Reproduce the records below exactly as they appear.

....

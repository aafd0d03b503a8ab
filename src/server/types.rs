use metrics_exporter_prometheus::PrometheusHandle;
use serde::Serialize;

use crate::error::PredictionError;
use crate::inference::Assessment;
use crate::model::LoadedModel;

/// Shared Application State
#[derive(Clone)]
pub struct AppState {
    /// `None` when startup ran in degraded mode.
    pub model: Option<LoadedModel>,
    /// Where the artifact was expected, for the "not loaded" message.
    pub model_path: String,
    pub metrics: PrometheusHandle,
}

/// What the result page (or its JSON form) shows: either the three
/// prediction fields or a single error.
#[derive(Serialize, Debug, Clone, PartialEq)]
pub struct ResultView {
    #[serde(skip_serializing_if = "Option::is_none")]
    pub prediction: Option<i64>,
    #[serde(skip_serializing_if = "Option::is_none")]
    pub label: Option<String>,
    #[serde(skip_serializing_if = "Option::is_none")]
    pub probability: Option<String>,
    #[serde(skip_serializing_if = "Option::is_none")]
    pub error: Option<String>,
}

impl ResultView {
    pub fn from_assessment(assessment: &Assessment) -> Self {
        Self {
            prediction: Some(assessment.prediction),
            label: Some(assessment.label.to_string()),
            probability: Some(assessment.probability.clone()),
            error: None,
        }
    }

    pub fn from_error(error: &PredictionError) -> Self {
        Self {
            prediction: None,
            label: None,
            probability: None,
            error: Some(error.to_string()),
        }
    }
}

impl From<&Result<Assessment, PredictionError>> for ResultView {
    fn from(outcome: &Result<Assessment, PredictionError>) -> Self {
        match outcome {
            Ok(assessment) => Self::from_assessment(assessment),
            Err(error) => Self::from_error(error),
        }
    }
}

....

§ Result of this task:
repository aafd0d03b503a8ab
filename src/server/types.rs
use metrics_exporter_prometheus::PrometheusHandle;
use serde::Serialize;

use crate::error::PredictionError;
use crate::inference::Assessment;
use crate::model::LoadedModel;

/// Shared Application State
#[derive(Clone)]
pub struct AppState {
    /// `None` when startup ran in degraded mode.
    pub model: Option<LoadedModel>,
    /// Where the artifact was expected, for the "not loaded" message.
    pub model_path: String,
    pub metrics: PrometheusHandle,
}

/// What the result page (or its JSON form) shows: either the three
/// prediction fields or a single error.
#[derive(Serialize, Debug, Clone, PartialEq)]
pub struct ResultView {
    #[serde(skip_serializing_if = "Option::is_none")]
    pub prediction: Option<i64>,
    #[serde(skip_serializing_if = "Option::is_none")]
    pub label: Option<String>,
    #[serde(skip_serializing_if = "Option::is_none")]
    pub probability: Option<String>,
    #[serde(skip_serializing_if = "Option::is_none")]
    pub error: Option<String>,
}

impl ResultView {
    pub fn from_assessment(assessment: &Assessment) -> Self {
        Self {
            prediction: Some(assessment.prediction),
            label: Some(assessment.label.to_string()),
            probability: Some(assessment.probability.clone()),
            error: None,
        }
    }

    pub fn from_error(error: &PredictionError) -> Self {
        Self {
            prediction: None,
            label: None,
            probability: None,
            error: Some(error.to_string()),
        }
    }
}

impl From<&Result<Assessment, PredictionError>> for ResultView {
    fn from(outcome: &Result<Assessment, PredictionError>) -> Self {
        match outcome {
            Ok(assessment) => Self::from_assessment(assessment),
            Err(error) => Self::from_error(error),
        }
    }
}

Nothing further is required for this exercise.